[What the exercise asks]:
Extract all data as written.

[Available data]:
═══

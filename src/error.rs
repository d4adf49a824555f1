//! Crate-wide error type.
//!
//! Configuration errors surface at mount construction and prevent the
//! mount; stream and store errors surface per-operation and are mapped
//! to POSIX errnos at the filesystem boundary.

use std::io;
use std::path::PathBuf;

use thiserror::Error;

/// Convenience alias used throughout the crate.
pub type Result<T> = std::result::Result<T, Error>;

#[derive(Debug, Error)]
pub enum Error {
    /// The configured S3 path (or an object key) contains redundant path
    /// characters such as `//` or `./`.
    #[error("S3 path '{0}' contains redundant path characters")]
    RedundantPathCharacters(String),

    /// The configured S3 path prefix is not absolute.
    #[error("S3 path '{0}' must be absolute")]
    PathNotAbsolute(String),

    /// The strip prefix is not a prefix of the configured S3 path.
    #[error("could not find prefix '{strip_prefix}' in '{path}'")]
    PrefixMismatch { strip_prefix: String, path: String },

    /// The object named by this key does not exist in the bucket.
    #[error("object '{0}' not found")]
    ObjectNotFound(String),

    /// An upload stream received a write whose offset does not continue
    /// the stream. Network uploads are append-only.
    #[error("non-sequential write at offset {offset}, expected {expected}")]
    NonSequentialWrite { expected: u64, offset: u64 },

    /// The background upload worker terminated before the stream was
    /// finished, typically because the transfer failed.
    #[error("upload worker for '{0}' terminated early")]
    UploadAborted(String),

    /// The mount directory exists but is not empty.
    #[error("mount directory '{0}' is not empty")]
    MountDirNotEmpty(PathBuf),

    /// A worker thread could not be spawned or joined.
    #[error("worker thread '{0}' panicked")]
    WorkerPanicked(&'static str),

    #[error(transparent)]
    Store(#[from] s3::error::S3Error),

    #[error(transparent)]
    Credentials(#[from] s3::creds::error::CredentialsError),

    #[error(transparent)]
    Http(#[from] reqwest::Error),

    #[error(transparent)]
    Io(#[from] io::Error),
}
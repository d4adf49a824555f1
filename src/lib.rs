//! S3-backed FUSE mounts optimized for sequential streaming of CLP log
//! archives.
//!
//! The crate projects an S3-compatible bucket prefix as a POSIX
//! directory tree, specialized for three access patterns:
//!
//! - **Sequential read** ([`mount_sequential_read`]): a listing-backed
//!   read-only tree with per-object streaming and an optional pre-open
//!   pipeline that amortizes connection latency when files are opened in
//!   listing order.
//! - **CLP archive read** ([`mount_clp_sequential_read`]): understands
//!   the archive directory layout, aggressively prefetches the small
//!   metadata files packed into each archive's merged object, and
//!   streams segment files on demand.
//! - **Mostly-sequential write** ([`mount_mostly_sequential_write`]):
//!   accepts files created by the compressor; metadata files are staged
//!   in a local cache and concatenated into one merged object at close,
//!   segment files stream directly to the store.
//!
//! A fourth, plain stream-per-file write mount
//! ([`mount_ir_sequential_write`]) serves the IR extraction pipeline.
//!
//! Each mount call blocks until unmount. Coordination is OS threads plus
//! bounded queues; there is no async runtime.

pub mod archive;
pub mod cache;
pub mod config;
pub mod error;
pub mod fs;
pub mod mount;
pub mod s3path;
pub mod store;
pub mod workers;

pub use error::{Error, Result};
pub use mount::{
    mount_clp_sequential_read, mount_ir_sequential_write, mount_mostly_sequential_write,
    mount_sequential_read, mount_sequential_read_with_options, ReadMountOptions,
};
pub use s3path::S3MountConfig;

═══

[Solved exercise]:
filename src/error.rs
repository d4adf49a824555f1
//! Crate-wide error type.
//!
//! Configuration errors surface at mount construction and prevent the
//! mount; stream and store errors surface per-operation and are mapped
//! to POSIX errnos at the filesystem boundary.

use std::io;
use std::path::PathBuf;

use thiserror::Error;

/// Convenience alias used throughout the crate.
pub type Result<T> = std::result::Result<T, Error>;

#[derive(Debug, Error)]
pub enum Error {
    /// The configured S3 path (or an object key) contains redundant path
    /// characters such as `//` or `./`.
    #[error("S3 path '{0}' contains redundant path characters")]
    RedundantPathCharacters(String),

    /// The configured S3 path prefix is not absolute.
    #[error("S3 path '{0}' must be absolute")]
    PathNotAbsolute(String),

    /// The strip prefix is not a prefix of the configured S3 path.
    #[error("could not find prefix '{strip_prefix}' in '{path}'")]
    PrefixMismatch { strip_prefix: String, path: String },

    /// The object named by this key does not exist in the bucket.
    #[error("object '{0}' not found")]
    ObjectNotFound(String),

    /// An upload stream received a write whose offset does not continue
    /// the stream. Network uploads are append-only.
    #[error("non-sequential write at offset {offset}, expected {expected}")]
    NonSequentialWrite { expected: u64, offset: u64 },

    /// The background upload worker terminated before the stream was
    /// finished, typically because the transfer failed.
    #[error("upload worker for '{0}' terminated early")]
    UploadAborted(String),

    /// The mount directory exists but is not empty.
    #[error("mount directory '{0}' is not empty")]
    MountDirNotEmpty(PathBuf),

    /// A worker thread could not be spawned or joined.
    #[error("worker thread '{0}' panicked")]
    WorkerPanicked(&'static str),

    #[error(transparent)]
    Store(#[from] s3::error::S3Error),

    #[error(transparent)]
    Credentials(#[from] s3::creds::error::CredentialsError),

    #[error(transparent)]
    Http(#[from] reqwest::Error),

    #[error(transparent)]
    Io(#[from] io::Error),
}
repository d4adf49a824555f1
filename src/lib.rs
//! S3-backed FUSE mounts optimized for sequential streaming of CLP log
//! archives.
//!
//! The crate projects an S3-compatible bucket prefix as a POSIX
//! directory tree, specialized for three access patterns:
//!
//! - **Sequential read** ([`mount_sequential_read`]): a listing-backed
//!   read-only tree with per-object streaming and an optional pre-open
//!   pipeline that amortizes connection latency when files are opened in
//!   listing order.
//! - **CLP archive read** ([`mount_clp_sequential_read`]): understands
//!   the archive directory layout, aggressively prefetches the small
//!   metadata files packed into each archive's merged object, and
//!   streams segment files on demand.
//! - **Mostly-sequential write** ([`mount_mostly_sequential_write`]):
//!   accepts files created by the compressor; metadata files are staged
//!   in a local cache and concatenated into one merged object at close,
//!   segment files stream directly to the store.
//!
//! A fourth, plain stream-per-file write mount
//! ([`mount_ir_sequential_write`]) serves the IR extraction pipeline.
//!
//! Each mount call blocks until unmount. Coordination is OS threads plus
//! bounded queues; there is no async runtime.

pub mod archive;
pub mod cache;
pub mod config;
pub mod error;
pub mod fs;
pub mod mount;
pub mod s3path;
pub mod store;
pub mod workers;

pub use error::{Error, Result};
pub use mount::{
    mount_clp_sequential_read, mount_ir_sequential_write, mount_mostly_sequential_write,
    mount_sequential_read, mount_sequential_read_with_options, ReadMountOptions,
};
pub use s3path::S3MountConfig;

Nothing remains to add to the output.